** RECORDS FOR THE EXERCISE **
//! In-process scene-graph host.
//!
//! # Responsibility
//! - Model nodes, hierarchy, lock flags and string attributes in memory.
//! - Offer authoring helpers (create/rename/reparent/lock) for tools and tests.
//!
//! # Invariants
//! - Full DAG paths are unique.
//! - Dependency nodes have no parent and no path; their names are unique
//!   across every node, so a short name always addresses them.
//! - Locked nodes reject rename, reparent and attribute add/remove; attribute
//!   values stay writable.

use super::{
    join_path, validate_node_name, AttributeSpec, HostError, HostResult, NodeId, NodeKind,
    NodeRef, NodeSummary, SceneHost, PATH_SEPARATOR,
};
use log::debug;
use std::cell::RefCell;
use uuid::Uuid;

#[derive(Debug, Clone)]
struct AttributeRecord {
    spec: AttributeSpec,
    value: String,
}

impl AttributeRecord {
    fn matches(&self, name: &str) -> bool {
        self.spec.long_name == name || self.spec.short_name == name
    }
}

#[derive(Debug, Clone)]
struct NodeRecord {
    id: NodeId,
    name: String,
    parent: Option<NodeId>,
    kind: NodeKind,
    locked: bool,
    attributes: Vec<AttributeRecord>,
}

/// Scene graph held entirely in memory.
#[derive(Debug, Default)]
pub struct MemoryScene {
    nodes: RefCell<Vec<NodeRecord>>,
}

impl MemoryScene {
    pub fn new() -> Self {
        Self::default()
    }

    /// Creates a node and returns its stable handle.
    ///
    /// # Errors
    /// - `InvalidName` when `name` breaks naming rules.
    /// - `InvalidHierarchy` when the parent is not a DAG node, a dependency
    ///   node is given a parent, or the resulting address is already taken.
    pub fn create_node(
        &self,
        name: &str,
        parent: Option<NodeId>,
        kind: NodeKind,
    ) -> HostResult<NodeId> {
        validate_node_name(name)?;
        let mut nodes = self.nodes.borrow_mut();
        check_parent(&nodes, parent, kind)?;
        check_address_free(&nodes, None, name, parent, kind)?;

        let id = Uuid::new_v4();
        nodes.push(NodeRecord {
            id,
            name: name.to_string(),
            parent,
            kind,
            locked: false,
            attributes: Vec::new(),
        });
        debug!("event=node_create module=host.memory status=ok node_id={id} name={name}");
        Ok(id)
    }

    pub fn rename_node(&self, node: NodeId, new_name: &str) -> HostResult<()> {
        validate_node_name(new_name)?;
        let mut nodes = self.nodes.borrow_mut();
        let index = index_of(&nodes, node)?;
        if nodes[index].locked {
            return Err(HostError::Locked(nodes[index].name.clone()));
        }
        let (parent, kind) = (nodes[index].parent, nodes[index].kind);
        check_address_free(&nodes, Some(node), new_name, parent, kind)?;

        nodes[index].name = new_name.to_string();
        Ok(())
    }

    /// Moves a DAG node under `new_parent`, or to the root when `None`.
    pub fn reparent_node(&self, node: NodeId, new_parent: Option<NodeId>) -> HostResult<()> {
        let mut nodes = self.nodes.borrow_mut();
        let index = index_of(&nodes, node)?;
        let record = &nodes[index];
        if record.kind != NodeKind::Dag {
            return Err(HostError::InvalidHierarchy(format!(
                "dependency node `{}` cannot be parented",
                record.name
            )));
        }
        if record.locked {
            return Err(HostError::Locked(record.name.clone()));
        }
        check_parent(&nodes, new_parent, NodeKind::Dag)?;

        let mut cursor = new_parent;
        while let Some(ancestor) = cursor {
            if ancestor == node {
                return Err(HostError::InvalidHierarchy(
                    "node cannot be parented under its own descendant".to_string(),
                ));
            }
            cursor = nodes[index_of(&nodes, ancestor)?].parent;
        }
        let name = nodes[index].name.clone();
        check_address_free(&nodes, Some(node), &name, new_parent, NodeKind::Dag)?;

        nodes[index].parent = new_parent;
        Ok(())
    }

    pub fn set_locked(&self, node: NodeId, locked: bool) -> HostResult<()> {
        let mut nodes = self.nodes.borrow_mut();
        let index = index_of(&nodes, node)?;
        nodes[index].locked = locked;
        Ok(())
    }

    /// Deletes an attribute from an unlocked node.
    pub fn remove_attribute(&self, node_path: &str, attribute: &str) -> HostResult<()> {
        let mut nodes = self.nodes.borrow_mut();
        let index = find_by_address(&nodes, node_path)?;
        if nodes[index].locked {
            return Err(HostError::Locked(node_path.to_string()));
        }
        let before = nodes[index].attributes.len();
        nodes[index].attributes.retain(|attr| !attr.matches(attribute));
        if nodes[index].attributes.len() == before {
            return Err(attribute_missing(node_path, attribute));
        }
        Ok(())
    }

    /// Lists every node in creation order.
    pub fn list_nodes(&self) -> Vec<NodeSummary> {
        let nodes = self.nodes.borrow();
        nodes
            .iter()
            .enumerate()
            .map(|(index, node)| NodeSummary {
                id: node.id,
                name: node.name.clone(),
                path: full_path(&nodes, index),
                kind: node.kind,
                locked: node.locked,
            })
            .collect()
    }
}

impl SceneHost for MemoryScene {
    fn resolve(&self, reference: &NodeRef) -> HostResult<NodeId> {
        let nodes = self.nodes.borrow();
        let index = match reference {
            NodeRef::Id(id) => index_of(&nodes, *id)?,
            NodeRef::Path(path) => find_by_path(&nodes, path)?,
            NodeRef::Name(name) => find_by_name(&nodes, name)?,
        };
        Ok(nodes[index].id)
    }

    fn node_name(&self, node: NodeId) -> HostResult<String> {
        let nodes = self.nodes.borrow();
        Ok(nodes[index_of(&nodes, node)?].name.clone())
    }

    fn dag_path(&self, node: NodeId) -> HostResult<Option<String>> {
        let nodes = self.nodes.borrow();
        let index = index_of(&nodes, node)?;
        Ok(full_path(&nodes, index))
    }

    fn has_attribute(&self, node_path: &str, attribute: &str) -> HostResult<bool> {
        let nodes = self.nodes.borrow();
        let index = find_by_address(&nodes, node_path)?;
        Ok(nodes[index]
            .attributes
            .iter()
            .any(|attr| attr.matches(attribute)))
    }

    fn is_locked(&self, node_path: &str) -> HostResult<bool> {
        let nodes = self.nodes.borrow();
        Ok(nodes[find_by_address(&nodes, node_path)?].locked)
    }

    fn add_string_attribute(&self, node_path: &str, spec: &AttributeSpec) -> HostResult<()> {
        let mut nodes = self.nodes.borrow_mut();
        let index = find_by_address(&nodes, node_path)?;
        let record = &mut nodes[index];
        if record.locked {
            debug!(
                "event=attr_add module=host.memory status=skipped reason=locked node={node_path}"
            );
            return Ok(());
        }
        let exists = record.attributes.iter().any(|attr| {
            attr.matches(&spec.long_name) || attr.matches(&spec.short_name)
        });
        if !exists {
            record.attributes.push(AttributeRecord {
                spec: spec.clone(),
                value: String::new(),
            });
        }
        Ok(())
    }

    fn get_string_attribute(&self, node_path: &str, attribute: &str) -> HostResult<String> {
        let nodes = self.nodes.borrow();
        let index = find_by_address(&nodes, node_path)?;
        nodes[index]
            .attributes
            .iter()
            .find(|attr| attr.matches(attribute))
            .map(|attr| attr.value.clone())
            .ok_or_else(|| attribute_missing(node_path, attribute))
    }

    fn set_string_attribute(
        &self,
        node_path: &str,
        attribute: &str,
        value: &str,
    ) -> HostResult<()> {
        let mut nodes = self.nodes.borrow_mut();
        let index = find_by_address(&nodes, node_path)?;
        let slot = nodes[index]
            .attributes
            .iter_mut()
            .find(|attr| attr.matches(attribute))
            .ok_or_else(|| attribute_missing(node_path, attribute))?;
        slot.value = value.to_string();
        Ok(())
    }
}

fn attribute_missing(node_path: &str, attribute: &str) -> HostError {
    HostError::AttributeMissing {
        node: node_path.to_string(),
        attribute: attribute.to_string(),
    }
}

fn index_of(nodes: &[NodeRecord], node: NodeId) -> HostResult<usize> {
    nodes
        .iter()
        .position(|record| record.id == node)
        .ok_or_else(|| HostError::NodeNotFound(node.to_string()))
}

fn full_path(nodes: &[NodeRecord], index: usize) -> Option<String> {
    let record = &nodes[index];
    if record.kind != NodeKind::Dag {
        return None;
    }
    let mut segments = vec![record.name.as_str()];
    let mut cursor = record.parent;
    while let Some(parent) = cursor {
        let parent_record = nodes.iter().find(|node| node.id == parent)?;
        segments.push(parent_record.name.as_str());
        cursor = parent_record.parent;
    }
    segments.reverse();
    Some(segments.into_iter().fold(String::new(), |path, segment| {
        join_path(Some(path.as_str()), segment)
    }))
}

fn find_by_path(nodes: &[NodeRecord], path: &str) -> HostResult<usize> {
    (0..nodes.len())
        .find(|&index| full_path(nodes, index).as_deref() == Some(path))
        .ok_or_else(|| HostError::NodeNotFound(path.to_string()))
}

fn find_by_name(nodes: &[NodeRecord], name: &str) -> HostResult<usize> {
    let mut matches = nodes
        .iter()
        .enumerate()
        .filter(|(_, record)| record.name == name)
        .map(|(index, _)| index);
    match (matches.next(), matches.next()) {
        (Some(index), None) => Ok(index),
        (Some(_), Some(_)) => Err(HostError::AmbiguousName(name.to_string())),
        (None, _) => Err(HostError::NodeNotFound(name.to_string())),
    }
}

fn find_by_address(nodes: &[NodeRecord], address: &str) -> HostResult<usize> {
    if address.starts_with(PATH_SEPARATOR) {
        find_by_path(nodes, address)
    } else {
        find_by_name(nodes, address)
    }
}

fn check_parent(nodes: &[NodeRecord], parent: Option<NodeId>, kind: NodeKind) -> HostResult<()> {
    let Some(parent) = parent else {
        return Ok(());
    };
    if kind != NodeKind::Dag {
        return Err(HostError::InvalidHierarchy(
            "dependency nodes cannot have a parent".to_string(),
        ));
    }
    let parent_record = &nodes[index_of(nodes, parent)?];
    if parent_record.kind != NodeKind::Dag {
        return Err(HostError::InvalidHierarchy(format!(
            "parent `{}` is not a DAG node",
            parent_record.name
        )));
    }
    Ok(())
}

fn check_address_free(
    nodes: &[NodeRecord],
    moving: Option<NodeId>,
    name: &str,
    parent: Option<NodeId>,
    kind: NodeKind,
) -> HostResult<()> {
    let clash = nodes.iter().any(|record| {
        Some(record.id) != moving
            && record.name == name
            && (kind == NodeKind::Dependency
                || record.kind == NodeKind::Dependency
                || record.parent == parent)
    });
    if clash {
        return Err(HostError::InvalidHierarchy(format!(
            "a node named `{name}` already exists at that location"
        )));
    }
    Ok(())
}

** TASK BRIEF **
Above are the records; copy each line from them that includes the string "bool".

** ANSWER FOR THIS EXERCISE **
    fn matches(&self, name: &str) -> bool {
    locked: bool,
    pub fn set_locked(&self, node: NodeId, locked: bool) -> HostResult<()> {
    fn has_attribute(&self, node_path: &str, attribute: &str) -> HostResult<bool> {
    fn is_locked(&self, node_path: &str) -> HostResult<bool> {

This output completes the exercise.